Ça commence comme une farce. Le jeune docteur débarque en calèche et prend ses quartiers dans un hôpital lugubre, peuplé d’infirmières effrayantes et d’un collègue illuminé. Daniel Radcliffe est hilarant. Si son jeune âge le décrédiblise pas mal, il essaie de se donner un peu de consistance, dans sa démarche, dans sa voix et en se laissant pousser une barbe disparate et aérée… et en fumant des cigarettes roulées. Dès le premier patient, la panique le gagne et toutes les excuses sont bonnes pour courir dans sa chambre et potasser son livre d’études. C’est l’expérience qui fera de lui un médecin, pas son diplôme. Et il l’apprend malgré lui. Les patients s’enchaînent, tous dans des états critiques, la syphilis fait rage et pourtant, ces malades n’attendent qu’une chose : que le médecin leur prescrive des gouttes. Ou du sirop. A la rigueur de la pommade. Notre médecin est consterné. Quand arrive celle qui va devenir sa première amputation, on vire au cauchemar burlesque. Ils n’ont bien entendu aucun outil, pas d’anesthésiant digne de ce nom. Ici on endort le patient avec du chloroforme. La scène s’allonge, et on ne peut détacher ses yeux de cette scie émoussée, nos oreilles de ces bruits ignobles et douloureux…
C’est un baptême de feu pour Daniel Radcliffe qui m’aura étonné pour son interprétation. Il est drôle et il s’est clairement éloigné de sa zone de confort de Poudlard. Durant les quatres épisodes, Jon Hamm, son “lui plus vieux” vient lui tenir compagnie avec la connaissance qu’il a de son passé, et il commente ses erreurs, les siennes donc. La folie gagne peu à peu notre jeune médecin.
Coincé dans cet univers très Tim Burtonesque, on subit avec lui l’attente. Le jour où le blizzard cessera de souffler et qu’il recevra enfin les journaux, des cigarettes… de quoi le distraire de cet enfer blanc.
Petit à petit la farce tourne au drame et à défaut de distraction, le médecin finit par s’administrer de la morphine. Pour soulager une douleur, sûrement l’ennui qui lui tiraille les tripes…
Et c’est l’engrenage. Il bascule dans l’addiction et finit par accomplir l’irréparable : prescrire des gouttes aux malades. Il n’est plus investi d’une mission. Il n’y croit plus. Il rêve même de perdre son diplôme pour retourner à la vie, la vraie, celle qui fait du bruit et tourne la tête. Revoir Moscou et au diable la fierté d’un métier si ingrat !

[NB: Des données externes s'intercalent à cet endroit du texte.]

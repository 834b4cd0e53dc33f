// ============================================
// Core - Главный оркестратор движка
// ============================================
// Uninitialized -> Initialized -> Running -> Stopped
//                  ^                           |
//                  +------- initialize --------+
//
// Загрузчик ресурсов и шаг движка подставляются через
// DataLoader / RuntimeDriver, по умолчанию FsLoader / UpdateSystem.

use std::fmt;
use std::path::Path;

use crate::engine::data::{DataLoader, FsLoader};
use crate::engine::systems::{InitSystem, RuntimeDriver, SaveSystem, StepOutcome, UpdateSystem};

use super::config::{EngineConfig, CONFIG_FILE};
use super::error::CoreError;
use super::resources::EngineState;

/// Фаза жизненного цикла
#[derive(Debug, Clone, Copy, PartialEq, Eq)]
pub enum Phase {
    Uninitialized,
    Initialized,
    Running,
    Stopped,
}

impl fmt::Display for Phase {
    fn fmt(&self, f: &mut fmt::Formatter<'_>) -> fmt::Result {
        let name = match self {
            Phase::Uninitialized => "uninitialized",
            Phase::Initialized => "initialized",
            Phase::Running => "running",
            Phase::Stopped => "stopped",
        };
        f.write_str(name)
    }
}

/// Чем закончился вызов run()
#[derive(Debug, Clone, Copy, PartialEq, Eq)]
pub enum RunOutcome {
    /// Драйвер сообщил Finished
    Completed,
    /// Исчерпан max_ticks; следующий run() продолжит
    TickLimit,
}

/// Итог run()
#[derive(Debug, Clone, Copy, PartialEq, Eq)]
pub struct RunReport {
    pub outcome: RunOutcome,
    /// Шагов в этом вызове
    pub steps: u64,
    /// Тиков с начала прохождения
    pub ticks: u64,
    pub levels_cleared: u32,
    pub score: u64,
}

/// Оркестратор: владеет EngineState от initialize до shutdown
pub struct Core<L = FsLoader, D = UpdateSystem> {
    config: EngineConfig,
    loader: L,
    driver: D,
    phase: Phase,
    state: Option<EngineState>,
}

impl Core {
    pub fn new(config: EngineConfig) -> Self {
        Self::with_parts(config, FsLoader::new(), UpdateSystem::new())
    }
}

impl<L: DataLoader, D: RuntimeDriver> Core<L, D> {
    /// Core с собственным загрузчиком и драйвером
    pub fn with_parts(config: EngineConfig, loader: L, driver: D) -> Self {
        Self {
            config,
            loader,
            driver,
            phase: Phase::Uninitialized,
            state: None,
        }
    }

    /// Загрузить ресурсы и профиль, построить EngineState.
    /// При ошибке состояние не создаётся и фаза не меняется
    pub fn initialize(&mut self, location: impl AsRef<Path>) -> Result<(), CoreError> {
        if matches!(self.phase, Phase::Initialized | Phase::Running) {
            return Err(CoreError::AlreadyInitialized);
        }

        let location = location.as_ref();
        log::info!("[CORE] Инициализация из {}", location.display());

        let bundle = self.loader.load(location).map_err(|e| {
            log::error!("[CORE] Не удалось загрузить ресурсы: {}", e);
            e
        })?;
        let profile = SaveSystem::load_or_create(self.config.save_file.as_deref())?;

        self.state = Some(InitSystem::create_state(bundle, profile));
        self.phase = Phase::Initialized;
        log::info!("[CORE] {}", self.phase);
        Ok(())
    }

    /// Крутить драйвер до Finished или max_ticks шагов
    pub fn run(&mut self) -> Result<RunReport, CoreError> {
        let Some(state) = self.state.as_mut() else {
            return Err(CoreError::NotInitialized);
        };

        if self.phase != Phase::Running {
            self.phase = Phase::Running;
            log::info!("[CORE] {}", self.phase);
        }

        let mut steps = 0;
        let outcome = loop {
            if steps >= self.config.max_ticks {
                log::warn!("[CORE] Достигнут лимит {} шагов", self.config.max_ticks);
                break RunOutcome::TickLimit;
            }
            match self.driver.step(state) {
                Ok(StepOutcome::Continue) => steps += 1,
                Ok(StepOutcome::Finished) => {
                    steps += 1;
                    break RunOutcome::Completed;
                }
                Err(e) => {
                    let tick = state.game.total_ticks;
                    return Err(self.abort(tick, e));
                }
            }
        };

        let game = &state.game;
        Ok(RunReport {
            outcome,
            steps,
            ticks: game.total_ticks,
            levels_cleared: game.levels_cleared,
            score: game.score,
        })
    }

    /// Сохранить профиль и освободить состояние.
    /// Без состояния (Uninitialized/Stopped) ничего не делает.
    /// Если сохранение не удалось, состояние и фаза остаются прежними
    pub fn shutdown(&mut self) -> Result<(), CoreError> {
        let Some(state) = self.state.as_ref() else {
            log::debug!("[CORE] shutdown: нечего освобождать ({})", self.phase);
            return Ok(());
        };

        if let Err(e) = SaveSystem::save_profile(self.config.save_file.as_deref(), &state.profile) {
            log::error!("[CORE] shutdown: профиль не сохранён: {}", e);
            return Err(e);
        }

        self.state = None;
        self.phase = Phase::Stopped;
        log::info!("[CORE] {}", self.phase);
        Ok(())
    }

    /// Ошибка драйвера: состояние считается испорченным и сбрасывается
    fn abort(&mut self, tick: u64, error: CoreError) -> CoreError {
        log::error!("[CORE] Ошибка на тике {}: {}", tick, error);
        self.state = None;
        self.phase = Phase::Stopped;
        match error {
            CoreError::Runtime { .. } => error,
            other => CoreError::Runtime { tick, reason: other.to_string() },
        }
    }

    pub fn phase(&self) -> Phase {
        self.phase
    }

    pub fn state(&self) -> Option<&EngineState> {
        self.state.as_ref()
    }

    pub fn state_mut(&mut self) -> Option<&mut EngineState> {
        self.state.as_mut()
    }

    pub fn config(&self) -> &EngineConfig {
        &self.config
    }

    pub fn loader(&self) -> &L {
        &self.loader
    }
}

/// Логгер: RUST_LOG, иначе уровень из настроек
fn init_logging(level: &str) {
    let env = env_logger::Env::default().default_filter_or(level);
    let _ = env_logger::Builder::from_env(env).try_init();
}

/// Запуск движка: engine.toml -> initialize -> run -> shutdown
pub fn run() -> Result<RunReport, CoreError> {
    let config = EngineConfig::load(CONFIG_FILE)?;
    init_logging(&config.log_level);

    let data_dir = config.data_dir.clone();
    let mut core = Core::new(config);
    core.initialize(&data_dir)?;

    let result = core.run();
    core.shutdown()?;

    let report = result?;
    log::info!(
        "[CORE] {:?}: тиков {}, уровней пройдено {}, очки {}",
        report.outcome,
        report.ticks,
        report.levels_cleared,
        report.score
    );
    Ok(report)
}
// ============================================
// Profile - Данные игроков между сессиями
// ============================================
// Аккаунты, монеты/прокачка, таблицы рекордов, достижения.
// На диск пишется через save::ProfileFile

mod accounts;
mod achievements;
mod scores;
mod stats;

pub use accounts::{Accounts, LoginResult, hash_password};
pub use achievements::{Achievements, ACHIEVEMENT_SLOTS};
pub use scores::{HighScores, PlayMode, Score, MAX_HIGH_SCORES};
pub use stats::{StatKind, UserStats, STARTING_COINS};

use std::collections::BTreeMap;

use serde::{Serialize, Deserialize};

/// Всё, что переживает перезапуск движка
#[derive(Debug, Clone, Default, PartialEq, Eq, Serialize, Deserialize)]
pub struct Profile {
    pub accounts: Accounts,
    pub stats: BTreeMap<String, UserStats>,
    pub scores: HighScores,
    pub achievements: Achievements,
}

impl Profile {
    pub fn new() -> Self {
        Self::default()
    }

    pub fn register(&mut self, id: &str, password: &str) -> bool {
        self.accounts.register(id, password)
    }

    pub fn login(&self, id: &str, password: &str) -> LoginResult {
        self.accounts.validate(id, password)
    }

    pub fn stats(&self, user_id: &str) -> Option<&UserStats> {
        self.stats.get(user_id)
    }

    /// Статистика игрока; создаётся со стартовыми значениями при первом обращении
    pub fn stats_mut(&mut self, user_id: &str) -> &mut UserStats {
        self.stats
            .entry(user_id.to_string())
            .or_insert_with(|| UserStats::new(user_id))
    }

    pub fn high_scores(&self, mode: PlayMode) -> Vec<Score> {
        self.scores.table(mode)
    }

    pub fn submit_score(&mut self, mode: PlayMode, name: &str, value: u64) -> Option<usize> {
        self.scores.submit(mode, name, value)
    }

    pub fn achievements(&self, mode: PlayMode, user_id: &str) -> Vec<bool> {
        self.achievements.search(mode, user_id)
    }

    pub fn unlock_achievements(&mut self, mode: PlayMode, user_id: &str, unlocked: &[bool]) -> usize {
        self.achievements.unlock(mode, user_id, unlocked)
    }

    /// Игроки, открывшие слот достижения
    pub fn achievement_completers(&self, slot: usize) -> Vec<(PlayMode, String)> {
        self.achievements.completers(slot)
    }
}

#[cfg(test)]
mod tests {
    use super::*;

    #[test]
    fn test_stats_created_on_first_access() {
        let mut profile = Profile::new();
        assert!(profile.stats("alice").is_none());

        profile.stats_mut("alice").upgrade_stat(StatKind::Speed);
        assert!(profile.stats_mut("alice").spend_coin(40));

        let stats = profile.stats("alice").unwrap();
        assert_eq!(stats.user_id, "alice");
        assert_eq!(stats.coin(), STARTING_COINS - 40);
        assert_eq!(stats.stat_level(StatKind::Speed), 1);
    }
}
// ============================================
// Achievements - Достижения игроков по режимам
// ============================================
// Слот достижения только открывается: закрыть его обратно нельзя

use std::collections::BTreeMap;

use serde::{Serialize, Deserialize};

use super::scores::PlayMode;

/// Число слотов у игрока без записей
pub const ACHIEVEMENT_SLOTS: usize = 5;

/// Таблицы достижений: режим -> игрок -> открытые слоты
#[derive(Debug, Clone, Default, PartialEq, Eq, Serialize, Deserialize)]
pub struct Achievements {
    tables: BTreeMap<PlayMode, BTreeMap<String, Vec<bool>>>,
}

impl Achievements {
    pub fn new() -> Self {
        Self::default()
    }

    /// Слоты игрока; без записи - ACHIEVEMENT_SLOTS закрытых
    pub fn search(&self, mode: PlayMode, user: &str) -> Vec<bool> {
        self.tables
            .get(&mode)
            .and_then(|table| table.get(user.trim()))
            .cloned()
            .unwrap_or_else(|| vec![false; ACHIEVEMENT_SLOTS])
    }

    /// Открыть слоты, отмеченные true. Возвращает число впервые открытых
    pub fn unlock(&mut self, mode: PlayMode, user: &str, unlocked: &[bool]) -> usize {
        let user = user.trim();
        let slots = self
            .tables
            .entry(mode)
            .or_default()
            .entry(user.to_string())
            .or_insert_with(|| vec![false; ACHIEVEMENT_SLOTS]);

        if slots.len() < unlocked.len() {
            slots.resize(unlocked.len(), false);
        }

        let mut opened = 0;
        for (slot, &unlock) in slots.iter_mut().zip(unlocked) {
            if unlock && !*slot {
                *slot = true;
                opened += 1;
            }
        }
        if opened > 0 {
            log::info!("[PROFILE] {} {}: открыто достижений {}", mode, user, opened);
        }
        opened
    }

    /// Кто открыл слот: (режим, игрок) по порядку режима и имени
    pub fn completers(&self, slot: usize) -> Vec<(PlayMode, String)> {
        self.tables
            .iter()
            .flat_map(|(&mode, table)| {
                table
                    .iter()
                    .filter(move |(_, slots)| slots.get(slot).copied().unwrap_or(false))
                    .map(move |(user, _)| (mode, user.clone()))
            })
            .collect()
    }
}
// ============================================
// Resource Bundle - Набор загруженных ресурсов
// ============================================
// Единый источник правды для данных из game_data/

use std::collections::{BTreeMap, BTreeSet};
use std::path::{Path, PathBuf};

use crate::engine::core::CoreError;

use super::definition::{ItemDefinition, LevelDefinition, ResourceFile, ResourcePayload};

/// Один разобранный файл ресурса
#[derive(Debug, Clone, PartialEq, Eq)]
pub struct ResourceRecord {
    pub id: String,
    pub version: String,
    /// Откуда загружен (для сообщений об ошибках)
    pub source: PathBuf,
    pub payload: ResourcePayload,
}

impl ResourceRecord {
    pub fn from_file(file: ResourceFile, source: impl Into<PathBuf>) -> Self {
        Self {
            id: file.id,
            version: file.version,
            source: source.into(),
            payload: file.payload,
        }
    }
}

/// Набор ресурсов. Порядок записей = порядок загрузки
#[derive(Debug, Clone, Default, PartialEq, Eq)]
pub struct ResourceBundle {
    records: Vec<ResourceRecord>,
    /// id ресурса -> индекс в records
    by_id: BTreeMap<String, usize>,
    /// Тип предмета -> файл, где он объявлен
    item_sources: BTreeMap<String, PathBuf>,
    /// ID предмета -> файл, где он объявлен
    item_id_sources: BTreeMap<String, PathBuf>,
    /// Номер уровня -> файл, где он объявлен
    level_sources: BTreeMap<u32, PathBuf>,
}

impl ResourceBundle {
    pub fn new() -> Self {
        Self::default()
    }

    /// Добавить ресурс. Идентификаторы (ресурса, предметов, уровней) уникальны
    pub fn insert(&mut self, record: ResourceRecord) -> Result<(), CoreError> {
        if let Some(&idx) = self.by_id.get(&record.id) {
            return Err(duplicate(&record.id, &self.records[idx].source, &record.source));
        }

        // Сначала проверяем всё, потом регистрируем: bundle не меняется при ошибке
        let mut new_items: BTreeSet<&str> = BTreeSet::new();
        let mut new_item_ids: BTreeSet<&str> = BTreeSet::new();
        let mut new_levels: BTreeSet<u32> = BTreeSet::new();
        match &record.payload {
            ResourcePayload::Items { items } => {
                for item in items {
                    if let Some(first) = self.item_sources.get(&item.item_type) {
                        return Err(duplicate(&item.item_type, first, &record.source));
                    }
                    if !new_items.insert(&item.item_type) {
                        return Err(duplicate(&item.item_type, &record.source, &record.source));
                    }
                    // ID предмета тоже уникален (по умолчанию = тип)
                    let id = item.id();
                    if let Some(first) = self.item_id_sources.get(id) {
                        return Err(duplicate(id, first, &record.source));
                    }
                    if !new_item_ids.insert(id) {
                        return Err(duplicate(id, &record.source, &record.source));
                    }
                }
            }
            ResourcePayload::Levels { levels } => {
                for level in levels {
                    let key = format!("level {}", level.number);
                    if let Some(first) = self.level_sources.get(&level.number) {
                        return Err(duplicate(&key, first, &record.source));
                    }
                    if !new_levels.insert(level.number) {
                        return Err(duplicate(&key, &record.source, &record.source));
                    }
                }
            }
        }

        for item_type in new_items {
            self.item_sources.insert(item_type.to_string(), record.source.clone());
        }
        for id in new_item_ids {
            self.item_id_sources.insert(id.to_string(), record.source.clone());
        }
        for number in new_levels {
            self.level_sources.insert(number, record.source.clone());
        }
        self.by_id.insert(record.id.clone(), self.records.len());
        self.records.push(record);
        Ok(())
    }

    pub fn get(&self, id: &str) -> Option<&ResourceRecord> {
        self.by_id.get(id).map(|&idx| &self.records[idx])
    }

    pub fn contains(&self, id: &str) -> bool {
        self.by_id.contains_key(id)
    }

    pub fn records(&self) -> &[ResourceRecord] {
        &self.records
    }

    /// Все предметы из всех ресурсов kind = items
    pub fn items(&self) -> impl Iterator<Item = &ItemDefinition> {
        self.records.iter().flat_map(|r| match &r.payload {
            ResourcePayload::Items { items } => items.as_slice(),
            _ => &[],
        })
    }

    /// Все уровни из всех ресурсов kind = levels (в порядке загрузки)
    pub fn levels(&self) -> impl Iterator<Item = &LevelDefinition> {
        self.records.iter().flat_map(|r| match &r.payload {
            ResourcePayload::Levels { levels } => levels.as_slice(),
            _ => &[],
        })
    }

    pub fn len(&self) -> usize {
        self.records.len()
    }

    pub fn is_empty(&self) -> bool {
        self.records.is_empty()
    }
}

fn duplicate(id: &str, first: &Path, second: &Path) -> CoreError {
    CoreError::DuplicateResource {
        id: id.to_string(),
        first: first.to_path_buf(),
        second: second.to_path_buf(),
    }
}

Jon Hamm est Daniel Radcliffe. Dans les années 30, il perd son statut et on va le forcer au sevrage. Inutile de vous dire que ce n’est pas beau à voir et sûrement un peu perdu d’avance.
Avant d’en arriver là, ce médecin va connaître l’apothéose de la drogue. Alors qu’il est appelé au chevet d’un mort (ce qui est – ma foi – un peu tard) il décide en chemin d’abandonner sa nouvelle habitude et jette la clef de la réserve. Celle-la même qui lui offre un paradis artificiel. Sur le chemin du retour, la déception et le manque prennent le dessus et il craque. Il délire et se met en tête de retrouver son précieux sésame. Au milieu de la neige donc. Il va se battre. Avec lui même. On peut dire qu’il touche le fond.
A ce moment là de l’histoire, A Young Doctor’s Notebook a des accents de Trainspotting. C’est malsain. On se les gèle.
Tirée d’une nouvelle de Mikhail Bulgakov (comme ça se prononce), A Young Doctor’s Notebook offre une parenthèse déjantée. Une satire fantasque. On a froid, on rit, on frissonne de dégoût, on hallucine aussi. L’image est superbe, sombre, parfois glauque. Un éclairage succinct mais suffisant pour apercevoir les coins sombres. Et un grand bravo à la prestation de feu Harry Potter qui navigue entre le registre comique et le mode plus inquiétant de la folie. A voir absolument.
Ça nous change des midinettes américaines et policées où la médecine est glamour et toujours – toujours – stimulante.